From: Mike West <mkwst@google.com>
Date: Thu, 5 Feb 2015 20:43:46 +0100
Message-ID: <CAKXHy=fLvBvvZqA1afztg_JNhumJP-7F1FvmR3TVjp4_dKFq+A@mail.gmail.com>
To: Peter Eckersley <pde@eff.org>
Cc: Anne van Kesteren <annevk@annevk.nl>, Ryan Sleevi <sleevi@google.com>, "Eduardo' Vela" <evn@google.com>, Wendy Seltzer <wseltzer@w3.org>, Adam Langley <agl@google.com>, WebAppSec WG <public-webappsec@w3.org>, Mark Nottingham <mnot@mnot.net>, Martin Thomson <martin.thomson@gmail.com>
On Thu, Feb 5, 2015 at 8:25 PM, Peter Eckersley <pde@eff.org> wrote:

> On Thu, Feb 05, 2015 at 08:28:14AM +0100, Mike West wrote:
> > Isn't this problem dealt with relatively well via simple redirects?
> >
> > Yes, redirects can be MitM'd, and pinning would solve that. If you wish
> to
> > avoid that problem, asking for "strict transport security" seems like the
> > right thing to do. Watering down the meaning of that term might increase
> > adoption to some extent, but I'm not sure it's worth the complexity.
> I would say that trying to use 30x redirects for upgrading
> navigational HTTP requests is more or less exactly as secure as
> reverting from mixed content blocking to the old "broken lock" icon UI.
> Which is to say, an active attacker can do extremely bad things which
> only the most sophisticated and attentive users have any hope of
> detecting.

Of course, I'd agree. I think you've convinced me that it's reasonable to
bundle first-party navigational upgrades with the CSP directive, as it is
neatly scoped to a page that's opted-into this amazing new behavior.

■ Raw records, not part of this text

//! Centralized constants for the default host and UA.

/// Default desktop UA, matching what browser sessions present to the API.
pub(crate) const USER_AGENT: &str = concat!(
    "Mozilla/5.0 (X11; Linux x86_64) ",
    "AppleWebKit/537.36 (KHTML, like Gecko) ",
    "Chrome/122.0.0.0 Safari/537.36"
);

/// people-pa API base (endpoint paths are joined onto it).
pub(crate) const DEFAULT_BASE_URL: &str = "https://people-pa.clients6.google.com";

/// Query parameter carrying the API key, when one is configured.
pub(crate) const API_KEY_PARAM: &str = "key";
use serde::Serialize;

use crate::person::Person;

/// The outcome of a single lookup, before any batch-level containment.
#[derive(Debug, Clone, PartialEq)]
pub enum LookupOutcome {
    /// The upstream returned a profile and it was scraped.
    Found(Person),
    /// The upstream reported no match, or returned an empty payload.
    NotFound,
}

/// A lookup result as returned to callers: a found flag plus the person.
///
/// `found == false` covers both an explicit upstream "not found" and an empty
/// payload. In bulk lookups it also covers a failed request; see
/// [`bulk_lookup`](crate::lookup::bulk_lookup).
#[derive(Debug, Clone, Default, PartialEq, Serialize)]
pub struct LookupResult {
    /// Whether a profile was found.
    pub found: bool,
    /// The scraped profile, or an empty `Person` when nothing was found.
    pub person: Person,
}

impl LookupResult {
    /// A negative result carrying an empty person.
    #[must_use]
    pub fn not_found() -> Self {
        Self::default()
    }
}

impl From<LookupOutcome> for LookupResult {
    fn from(outcome: LookupOutcome) -> Self {
        match outcome {
            LookupOutcome::Found(person) => Self {
                found: true,
                person,
            },
            LookupOutcome::NotFound => Self::not_found(),
        }
    }
}
//! The detail levels shipped with the client.

use std::collections::BTreeMap;

use super::{Params, TemplateSet, params};

const MAX_DETAILS_EXTENSIONS: [&str; 2] = ["DYNAMITE_ADDITIONAL_DATA", "DYNAMITE_ORGANIZATION_INFO"];

const MAX_DETAILS_FIELDS: [&str; 10] = [
    "person.metadata.best_display_name",
    "person.photo",
    "person.cover_photo",
    "person.interaction_settings",
    "person.legacy_fields",
    "person.metadata",
    "person.name",
    "person.read_only_profile_info",
    "person.sort_keys",
    "person.email",
];

const MAX_DETAILS_CONTAINERS: [&str; 10] = [
    "AFFINITY",
    "PROFILE",
    "DOMAIN_PROFILE",
    "ACCOUNT",
    "EXTERNAL_ACCOUNT",
    "CIRCLE",
    "DOMAIN_CONTACT",
    "DEVICE_CONTACT",
    "GOOGLE_GROUP",
    "CONTACT",
];

const PROFILE_CONTAINERS: [&str; 2] = ["PROFILE", "DOMAIN_PROFILE"];

// Literal sets are non-empty, so `TemplateSet::new`'s check is skipped here.
fn set<const N: usize>(levels: [(&str, Params); N]) -> TemplateSet {
    TemplateSet {
        levels: levels
            .into_iter()
            .map(|(k, v)| (k.to_string(), v))
            .collect::<BTreeMap<_, _>>(),
    }
}

pub(super) fn lookup_templates() -> TemplateSet {
    set([
        (
            "just_gaia_id",
            params([
                ("type", "EMAIL".into()),
                ("match_type", "EXACT".into()),
                ("request_mask.include_field.paths", "person.metadata".into()),
                ("request_mask.include_container", PROFILE_CONTAINERS.into()),
            ]),
        ),
        (
            "just_name",
            params([
                ("type", "EMAIL".into()),
                ("match_type", "EXACT".into()),
                ("request_mask.include_field.paths", "person.name".into()),
                ("request_mask.include_container", PROFILE_CONTAINERS.into()),
                ("core_id_params.enable_private_names", true.into()),
            ]),
        ),
        (
            "max_details",
            params([
                ("type", "EMAIL".into()),
                ("match_type", "EXACT".into()),
                ("extension_set.extension_names", MAX_DETAILS_EXTENSIONS.into()),
                ("request_mask.include_field.paths", MAX_DETAILS_FIELDS.into()),
                ("request_mask.include_container", MAX_DETAILS_CONTAINERS.into()),
                ("core_id_params.enable_private_names", true.into()),
            ]),
        ),
    ])
}

pub(super) fn people_templates() -> TemplateSet {
    set([
        (
            "just_name",
            params([
                ("request_mask.include_field.paths", "person.name".into()),
                ("request_mask.include_container", PROFILE_CONTAINERS.into()),
                ("core_id_params.enable_private_names", true.into()),
            ]),
        ),
        (
            "max_details",
            params([
                ("extension_set.extension_names", MAX_DETAILS_EXTENSIONS.into()),
                ("request_mask.include_field.paths", MAX_DETAILS_FIELDS.into()),
                ("request_mask.include_container", MAX_DETAILS_CONTAINERS.into()),
                ("core_id_params.enable_private_names", true.into()),
            ]),
        ),
    ])
}
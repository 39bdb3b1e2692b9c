//! The person entity and the default payload scraper.

mod model;
mod scrape;
mod wire;

pub use model::{Person, PersonEmail, PersonName, PersonPhoto, SourceId};
pub use scrape::{PayloadScraper, scrape_payload};
use futures::stream::{self, StreamExt};

use crate::core::{IdentifierKind, PeopleError, PersonScraper, Transport};
use crate::lookup::{LookupResult, compose, lookup};
use crate::templates::TemplateRegistry;

/// Looks up many identifiers of one kind concurrently.
///
/// The detail level is resolved once, before any request is sent; an unknown
/// level fails the whole call. After that, every identifier is composed and
/// looked up on its own. A failure for one identifier (network, status, decode,
/// shape or scraper error) turns into [`LookupResult::not_found`] for that
/// identifier only, so callers cannot tell a failed lookup from a miss.
///
/// Lookups run as cooperative futures on the calling task. `concurrency` caps
/// how many are in flight; `None` dispatches all of them at once. The output has
/// one entry per identifier, in input order, whatever order responses arrive in.
///
/// # Errors
///
/// Returns `PeopleError::UnknownTemplate` if `detail_level` is not registered for `kind`.
pub async fn bulk_lookup<S>(
    transport: &dyn Transport,
    scraper: &dyn PersonScraper,
    templates: &TemplateRegistry,
    identifiers: &[S],
    kind: IdentifierKind,
    detail_level: &str,
    concurrency: Option<usize>,
) -> Result<Vec<LookupResult>, PeopleError>
where
    S: AsRef<str>,
{
    let template = templates.resolve(kind, detail_level)?;
    let endpoint = kind.endpoint();
    let limit = concurrency.unwrap_or(identifiers.len()).max(1);

    let results = stream::iter(identifiers.iter().map(|id| {
        let id = id.as_ref();
        async move {
            let req = compose(endpoint, template, kind.identifier_key(), id);
            match lookup(transport, scraper, kind, &req).await {
                Ok(outcome) => LookupResult::from(outcome),
                Err(e) => {
                    #[cfg(feature = "tracing")]
                    tracing::warn!(identifier = id, endpoint = endpoint.name, error = %e, "lookup failed, reporting not found");
                    if std::env::var("PP_DEBUG").ok().as_deref() == Some("1") {
                        eprintln!("PP_DEBUG: {} lookup for {id} failed ({e}); reporting not found.", endpoint.name);
                    }
                    LookupResult::not_found()
                }
            }
        }
    }))
    .buffered(limit)
    .collect::<Vec<_>>()
    .await;

    Ok(results)
}
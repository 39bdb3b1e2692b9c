use thiserror::Error;

/// The primary error type for all fallible operations in this crate.
///
/// An upstream "not found" answer is not an error; it is reported through
/// [`LookupResult::found`](crate::LookupResult) instead.
#[derive(Debug, Error)]
pub enum PeopleError {
    /// The requested detail level does not exist for the endpoint.
    #[error("template `{template}` is not registered for endpoint `{endpoint}`")]
    UnknownTemplate {
        /// The endpoint name (e.g. `people_lookup`).
        endpoint: String,
        /// The detail level that was asked for.
        template: String,
    },

    /// An error occurred during an HTTP request.
    #[error("HTTP error: {0}")]
    Http(#[from] reqwest::Error),

    /// A provided URL could not be parsed.
    #[error("Invalid URL: {0}")]
    Url(#[from] url::ParseError),

    /// The response body was not valid JSON.
    #[error("JSON parsing error: {0}")]
    Json(#[from] serde_json::Error),

    /// The server returned an unexpected or unsuccessful HTTP status code.
    #[error("Unexpected response status: {status} at {url}")]
    Status {
        /// The HTTP status code.
        status: u16,
        /// The URL that returned the error.
        url: String,
    },

    /// The server rejected the request because of rate limiting (HTTP 429).
    #[error("Rate limited at {url}")]
    RateLimited {
        /// The URL that was rate limited.
        url: String,
    },

    /// The server failed to process the request (HTTP 5xx).
    #[error("Server error {status} at {url}")]
    ServerError {
        /// The HTTP status code.
        status: u16,
        /// The URL that returned the error.
        url: String,
    },

    /// The decoded payload did not have the expected shape.
    #[error("Data format unexpected or missing field: {0}")]
    Data(String),

    /// The caller supplied an invalid configuration or argument.
    #[error("Invalid parameters: {0}")]
    InvalidParams(String),
}
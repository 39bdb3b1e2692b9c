use serde_json::Value;

use crate::core::{IdentifierKind, PeopleError, PersonScraper, Transport};
use crate::lookup::wire::{LookupEnvelope, PeopleEnvelope};
use crate::lookup::{LookupOutcome, ResolvedRequest};

const NOT_FOUND_STATUS: &str = "NOT_FOUND";

fn is_falsy(v: &Value) -> bool {
    match v {
        Value::Null => true,
        Value::Bool(b) => !b,
        Value::Number(n) => n.as_f64() == Some(0.0),
        Value::String(s) => s.is_empty(),
        Value::Array(a) => a.is_empty(),
        Value::Object(o) => o.is_empty(),
    }
}

/// Extracts the raw person payload from a decoded response body.
///
/// Returns `Ok(None)` when the upstream has nothing for the identifier:
/// - email lookups: the body is empty (`{}`, `null`, ...);
/// - ID lookups: the first status record reads `NOT_FOUND`.
///
/// For email lookups the payload is the first value of the `people` mapping in
/// document order. More than one record is not expected; when it happens the
/// first one wins, which is inherited behaviour rather than a guarantee.
///
/// # Errors
///
/// Returns `PeopleError::Data` when the body does not have the expected shape.
pub fn normalize_response(kind: IdentifierKind, body: Value) -> Result<Option<Value>, PeopleError> {
    match kind {
        IdentifierKind::Email => {
            if is_falsy(&body) {
                return Ok(None);
            }
            let env: LookupEnvelope = serde_json::from_value(body)
                .map_err(|e| PeopleError::Data(format!("people lookup json shape: {e}")))?;
            env.people
                .into_iter()
                .next()
                .map(|(_, person)| Some(person))
                .ok_or_else(|| PeopleError::Data("people lookup returned no records".into()))
        }
        IdentifierKind::PersonId => {
            let env: PeopleEnvelope = serde_json::from_value(body)
                .map_err(|e| PeopleError::Data(format!("people json shape: {e}")))?;
            let first = env
                .person_response
                .into_iter()
                .next()
                .ok_or_else(|| PeopleError::Data("empty personResponse".into()))?;
            if first.status == NOT_FOUND_STATUS {
                return Ok(None);
            }
            first
                .person
                .map(Some)
                .ok_or_else(|| PeopleError::Data("personResponse entry has no person".into()))
        }
    }
}

/// Runs one resolved request and scrapes the result.
///
/// Transport, decode and shape errors are returned as-is; nothing is contained
/// here. The scraper is only invoked when a payload was found.
///
/// # Errors
///
/// Returns `PeopleError` if the request fails, the body is not JSON, the body has
/// an unexpected shape, or the scraper fails.
pub async fn lookup(
    transport: &dyn Transport,
    scraper: &dyn PersonScraper,
    kind: IdentifierKind,
    req: &ResolvedRequest,
) -> Result<LookupOutcome, PeopleError> {
    let body = transport.send(req).await?;
    let decoded: Value = serde_json::from_str(&body)?;

    match normalize_response(kind, decoded)? {
        None => Ok(LookupOutcome::NotFound),
        Some(payload) => {
            let person = scraper.scrape(transport, payload).await?;
            Ok(LookupOutcome::Found(person))
        }
    }
}
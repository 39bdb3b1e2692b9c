//! Core components of the `peoplepa-rs` client.
//!
//! This module contains the foundational building blocks of the library, including:
//! - The main [`PeopleClient`] and its builder.
//! - The primary [`PeopleError`] type.
//! - Endpoint descriptors and identifier kinds shared by every lookup.
//! - The [`Transport`] and [`PersonScraper`] seams.

/// The main client (`PeopleClient`), builder, and configuration.
pub mod client;
/// Endpoint descriptors (`Endpoint`) and identifier kinds.
pub mod endpoint;
/// The primary error type (`PeopleError`) for the crate.
pub mod error;
/// Service traits abstracting the transport and the person scraper.
pub mod services;

#[cfg(feature = "test-mode")]
pub(crate) mod fixtures;

pub(crate) mod net;

// convenient re-exports so most code can just `use crate::core::PeopleClient`
pub use client::{PeopleClient, PeopleClientBuilder};
pub use endpoint::{Endpoint, IdentifierKind, PEOPLE, PEOPLE_LOOKUP, PayloadEncoding};
pub use error::PeopleError;
pub use services::{BoxFuture, PersonScraper, Transport};
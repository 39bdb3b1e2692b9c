use crate::core::PeopleError;

/// Read the response body as text.
/// In `test-mode`, if `PP_RECORD=1`, the body is saved as a fixture via `core::fixtures`.
pub(crate) async fn get_text(
    resp: reqwest::Response,
    _endpoint: &str,
    _identifier: &str,
    _ext: &str,
) -> Result<String, reqwest::Error> {
    let text = resp.text().await?;

    #[cfg(feature = "test-mode")]
    {
        if std::env::var("PP_RECORD").ok().as_deref() == Some("1")
            && let Err(e) =
                crate::core::fixtures::record_fixture(_endpoint, _identifier, _ext, &text)
        {
            eprintln!("PP_RECORD: failed to write fixture for {_identifier}: {e}");
        }
    }

    Ok(text)
}

/// Map a non-2xx status to the matching error variant.
pub(crate) fn status_error(status: u16, url: &str) -> PeopleError {
    let url = url.to_string();
    match status {
        429 => PeopleError::RateLimited { url },
        500..=599 => PeopleError::ServerError { status, url },
        _ => PeopleError::Status { status, url },
    }
}
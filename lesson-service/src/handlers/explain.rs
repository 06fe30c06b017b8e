use crate::models::ExplainRequest;
use crate::startup::AppState;
use axum::{body::Bytes, extract::State, response::IntoResponse, Json};

/// `POST /explain-ai/`: summarize the `question` field of the body.
///
/// The body is read raw so that a missing or malformed payload degrades to an
/// empty question instead of an extractor rejection. The router disables the
/// default body limit on this route, so large bodies are read in full.
pub async fn explain_ai(State(state): State<AppState>, body: Bytes) -> impl IntoResponse {
    let question = ExplainRequest::from_body(&body).question_text();

    tracing::debug!(question_len = question.len(), "Explain request");

    Json(state.inference.explain(&question).await)
}
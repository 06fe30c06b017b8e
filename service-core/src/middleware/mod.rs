pub mod cors;
pub mod metrics;
pub mod tracing;

pub use self::cors::permissive_cors;
pub use self::metrics::metrics_middleware;
pub use self::tracing::{REQUEST_ID_HEADER, make_request_span, request_id_middleware};
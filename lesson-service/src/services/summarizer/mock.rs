//! Mock summarizer for testing.

use super::{Summarizer, SummarizerError, Summary, SummaryParams};
use async_trait::async_trait;
use std::sync::atomic::{AtomicUsize, Ordering};

enum Behaviour {
    Echo,
    Fixed(String),
    Empty,
    Fail(String),
}

/// Deterministic summarizer that never leaves the process.
pub struct MockSummarizer {
    behaviour: Behaviour,
    calls: AtomicUsize,
}

impl MockSummarizer {
    /// Returns the first `max_length` whitespace-separated words of the input.
    pub fn echo() -> Self {
        Self::with(Behaviour::Echo)
    }

    pub fn fixed(summary: impl Into<String>) -> Self {
        Self::with(Behaviour::Fixed(summary.into()))
    }

    /// Succeeds with no summaries at all.
    pub fn empty() -> Self {
        Self::with(Behaviour::Empty)
    }

    pub fn failing(message: impl Into<String>) -> Self {
        Self::with(Behaviour::Fail(message.into()))
    }

    fn with(behaviour: Behaviour) -> Self {
        Self {
            behaviour,
            calls: AtomicUsize::new(0),
        }
    }

    /// Number of `summarize` calls so far.
    pub fn calls(&self) -> usize {
        self.calls.load(Ordering::SeqCst)
    }
}

#[async_trait]
impl Summarizer for MockSummarizer {
    async fn summarize(
        &self,
        text: &str,
        params: &SummaryParams,
    ) -> Result<Vec<Summary>, SummarizerError> {
        self.calls.fetch_add(1, Ordering::SeqCst);

        let summary_text = match &self.behaviour {
            Behaviour::Echo => text
                .split_whitespace()
                .take(params.max_length as usize)
                .collect::<Vec<_>>()
                .join(" "),
            Behaviour::Fixed(summary) => summary.clone(),
            Behaviour::Empty => return Ok(Vec::new()),
            Behaviour::Fail(message) => return Err(SummarizerError::Api(message.clone())),
        };

        Ok(vec![Summary { summary_text }])
    }

    fn model_id(&self) -> &str {
        "mock-summarizer"
    }
}
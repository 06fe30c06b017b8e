//! Multilingual lesson, quiz and AI explanation API.
pub mod config;
pub mod handlers;
pub mod models;
pub mod services;
pub mod startup;

pub use startup::{build_router, AppState, Application};
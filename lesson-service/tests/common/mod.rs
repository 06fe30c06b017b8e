#![allow(dead_code)]

use axum::{
    body::Body,
    http::{header, Request, StatusCode},
    Router,
};
use lesson_service::config::{LessonConfig, SummarizerBackend, SummarizerConfig};
use lesson_service::services::{ContentStore, InferenceAdapter};
use lesson_service::startup::{build_router, AppState, Application};
use serde_json::Value;
use tower::util::ServiceExt;

/// Configuration that binds a random port and never reaches out to a model.
pub fn test_config() -> LessonConfig {
    let mut common = service_core::config::Config::default();
    common.port = 0;
    common.log_level = "error".to_string();

    LessonConfig {
        common,
        summarizer: SummarizerConfig {
            backend: SummarizerBackend::Disabled,
            model: "facebook/bart-large-cnn".to_string(),
            api_base: "http://127.0.0.1:9".to_string(),
            api_token: None,
            timeout_secs: 5,
            warmup: false,
        },
        otlp_endpoint: None,
    }
}

pub fn router_with(inference: InferenceAdapter) -> Router {
    build_router(AppState::new(ContentStore::builtin(), inference))
}

pub fn unavailable_router() -> Router {
    router_with(InferenceAdapter::unavailable("model load failed"))
}

async fn send(router: Router, request: Request<Body>) -> (StatusCode, Value) {
    let response = router.oneshot(request).await.unwrap();
    let status = response.status();
    let body = axum::body::to_bytes(response.into_body(), usize::MAX)
        .await
        .unwrap();
    let json = serde_json::from_slice(&body).expect("response body should be JSON");
    (status, json)
}

pub async fn get_json(router: Router, uri: &str) -> (StatusCode, Value) {
    send(
        router,
        Request::builder().uri(uri).body(Body::empty()).unwrap(),
    )
    .await
}

pub async fn post_raw(router: Router, uri: &str, body: &str) -> (StatusCode, Value) {
    send(
        router,
        Request::builder()
            .method("POST")
            .uri(uri)
            .header(header::CONTENT_TYPE, "application/json")
            .body(Body::from(body.to_string()))
            .unwrap(),
    )
    .await
}

pub struct TestApp {
    pub address: String,
    pub port: u16,
}

impl TestApp {
    /// Spawn the full HTTP server with the given state on a random port.
    pub async fn spawn_with_state(state: AppState) -> Self {
        let app = Application::build_with_state(&test_config(), state)
            .await
            .expect("Failed to build test application");
        Self::run(app).await
    }

    /// Spawn the server through the normal startup path.
    pub async fn spawn(config: LessonConfig) -> Self {
        let app = Application::build(config)
            .await
            .expect("Failed to build test application");
        Self::run(app).await
    }

    async fn run(app: Application) -> Self {
        let port = app.port();
        let address = format!("http://127.0.0.1:{}", port);

        tokio::spawn(async move {
            app.run_until_stopped().await.ok();
        });

        // Wait for HTTP server to be ready by polling health endpoint
        let client = reqwest::Client::new();
        let health_url = format!("{}/health", address);
        for _ in 0..50 {
            if client.get(&health_url).send().await.is_ok() {
                break;
            }
            tokio::time::sleep(tokio::time::Duration::from_millis(50)).await;
        }

        TestApp { address, port }
    }
}
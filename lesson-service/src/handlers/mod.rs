//! HTTP handlers for the lesson service.
//!
//! Content and explain handlers always answer 200; logical failures are
//! carried in the JSON body.

pub mod content;
pub mod explain;
pub mod health;
pub mod home;

pub use content::{get_lesson, get_quiz, list_languages};
pub use explain::explain_ai;
pub use health::{health_check, metrics_endpoint, not_found, readiness_check};
pub use home::home;
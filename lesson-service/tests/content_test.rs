mod common;

use axum::http::StatusCode;
use common::{get_json, unavailable_router};
use serde_json::json;

#[tokio::test]
async fn home_reports_service_running() {
    let (status, body) = get_json(unavailable_router(), "/").await;

    assert_eq!(status, StatusCode::OK);
    assert_eq!(
        body,
        json!({"message": "Multilingual Learning Assistant API Running 🚀"})
    );
}

#[tokio::test]
async fn known_lessons_carry_canonical_language_name() {
    for (key, name) in [("english", "English"), ("tamil", "Tamil")] {
        let (status, body) = get_json(unavailable_router(), &format!("/lesson/{}", key)).await;

        assert_eq!(status, StatusCode::OK);
        assert_eq!(body["lesson"]["language"], name);
        assert!(body["lesson"]["title"].is_string());
        assert!(body["lesson"]["content"].is_string());
        assert!(body["lesson"]["quiz_id"].is_string());
    }
}

#[tokio::test]
async fn english_lesson_matches_published_content() {
    let (_, body) = get_json(unavailable_router(), "/lesson/english").await;

    assert_eq!(
        body,
        json!({
            "lesson": {
                "language": "English",
                "title": "Welcome to the Platform",
                "content": "Hello! This is your first lesson on simple English grammar. We will learn about verbs and nouns today.",
                "quiz_id": "quiz-eng-101"
            }
        })
    );
}

#[tokio::test]
async fn unknown_lesson_returns_error_payload_with_200() {
    let (status, body) = get_json(unavailable_router(), "/lesson/Klingon").await;

    assert_eq!(status, StatusCode::OK);
    assert_eq!(
        body,
        json!({"lesson": {"error": "No lesson found for Klingon"}})
    );
}

#[tokio::test]
async fn unknown_quiz_returns_empty_list() {
    let (status, body) = get_json(unavailable_router(), "/quiz/klingon").await;

    assert_eq!(status, StatusCode::OK);
    assert_eq!(body, json!({"quiz": []}));
}

#[tokio::test]
async fn undecodable_language_key_still_answers_in_body() {
    let (status, body) = get_json(unavailable_router(), "/lesson/%FF").await;

    assert_eq!(status, StatusCode::OK);
    assert_eq!(
        body,
        json!({"lesson": {"error": "No lesson found for \u{FFFD}"}})
    );

    let (status, body) = get_json(unavailable_router(), "/quiz/%FF").await;

    assert_eq!(status, StatusCode::OK);
    assert_eq!(body, json!({"quiz": []}));
}

#[tokio::test]
async fn percent_encoded_language_key_is_decoded() {
    let (_, body) = get_json(unavailable_router(), "/lesson/%45nglish").await;
    assert_eq!(body["lesson"]["language"], "English");
}

#[tokio::test]
async fn lesson_lookup_ignores_case() {
    let (_, upper) = get_json(unavailable_router(), "/lesson/ENGLISH").await;
    let (_, lower) = get_json(unavailable_router(), "/lesson/english").await;
    assert_eq!(upper, lower);

    let (_, mixed) = get_json(unavailable_router(), "/quiz/TaMiL").await;
    let (_, lower) = get_json(unavailable_router(), "/quiz/tamil").await;
    assert_eq!(mixed, lower);
}

#[tokio::test]
async fn tamil_quiz_has_two_questions() {
    let (status, body) = get_json(unavailable_router(), "/quiz/tamil").await;

    assert_eq!(status, StatusCode::OK);
    let quiz = body["quiz"].as_array().expect("quiz should be an array");
    assert_eq!(quiz.len(), 2);
    assert_eq!(quiz[0]["question"], "தமிழ் எழுத்துக்களின் எண்ணிக்கை எவ்வளவு?");
    assert_eq!(quiz[0]["answer"], "247");
    assert_eq!(quiz[0]["options"], json!(["247", "200", "180", "300"]));
}

#[tokio::test]
async fn every_served_answer_is_one_of_four_options() {
    for lang in ["english", "tamil"] {
        let (_, body) = get_json(unavailable_router(), &format!("/quiz/{}", lang)).await;
        let quiz = body["quiz"].as_array().unwrap();
        assert!(!quiz.is_empty());

        for question in quiz {
            let options = question["options"].as_array().unwrap();
            assert_eq!(options.len(), 4);
            assert!(
                options.contains(&question["answer"]),
                "answer {} not in {:?}",
                question["answer"],
                options
            );
        }
    }
}

#[tokio::test]
async fn languages_lists_known_keys() {
    let (status, body) = get_json(unavailable_router(), "/languages").await;

    assert_eq!(status, StatusCode::OK);
    assert_eq!(body, json!({"languages": ["english", "tamil"]}));
}

#[tokio::test]
async fn unknown_route_is_a_json_404() {
    let (status, body) = get_json(unavailable_router(), "/lessons").await;

    assert_eq!(status, StatusCode::NOT_FOUND);
    assert!(body["error"].as_str().unwrap().contains("/lessons"));
}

Navigations from third-parties are more difficult for me to square with the
approach I've proposed, especially given that HSTS exists and is widely
deployed. If you're wish to defend against downgrade attacks, it's right
there waiting for you. I don't really understand why a light version is
necessary, since all of its hard-failure properties that you've noted go
directly towards making the stripping attack impossible, and malicious
replacement difficult.

> I'm not at all dogmatic about where what should be. It's worth talking to
> > IETF folks in https://tools.ietf.org/wg/websec/ to see if there's
> interest
> > in extending HSTS in this way, and if that's a better place for the
> > functionality, then let's throw away this upgrade strawman.

> I don't care deeply where this goes either; I think my first and second
> concerns are that it happens somewhere and as swiftly as we can manage.

"Swift" is probably not something either the IETF or W3C can reasonably
promise. :) That said, this is a simple feature, and I slapped together a
prototype implementation this morning that I might be able to land behind a
flag next week (https://codereview.chromium.org/901903003). The response on
the intent to implement thread has been remarkably positive (

+Ryan Sleevi, Mark Nottingham, and Martin Thomson, who all are
significantly more active in the IETF than I, and could help you find the
right folks to talk to there to evaluate what would need to happen to
change HSTS.

> A tertiary concern is that we get separation for developers between
> "insecure", "basically strong security but only for newer, helpful
> clients" and "maximum security everywhere with no way for users to click
> through warnings if security breaks" as neat as possible.

I think the CSP proposal does everything you want except upgrading incoming
links from third-parties. Would you agree with that?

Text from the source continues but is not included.